Dataset excerpts:
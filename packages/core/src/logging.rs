use tracing::info;
use tracing_subscriber::{fmt, EnvFilter};

/// Initialize structured logging for the gateway.
///
/// Logs go to stderr so that subcommands printing JSON (`export-stats`,
/// `check-health`) keep stdout clean. `RUST_LOG` overrides `default_level`.
///
/// This must be called once at startup (in main.rs).
pub fn init_logging(default_level: &str) {
    let filter = EnvFilter::try_from_default_env()
        .unwrap_or_else(|_| EnvFilter::new(default_level));

    fmt()
        .with_env_filter(filter)
        .with_writer(std::io::stderr)
        .with_target(false)
        .compact()
        .init();

    info!("Logging initialized");
}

:: REQUIRED WORK ::
Within the entries, how many lines contain the word "EnvFilter"? Answer with a number alone.

:: ANSWER TO THIS PROBLEM ::
3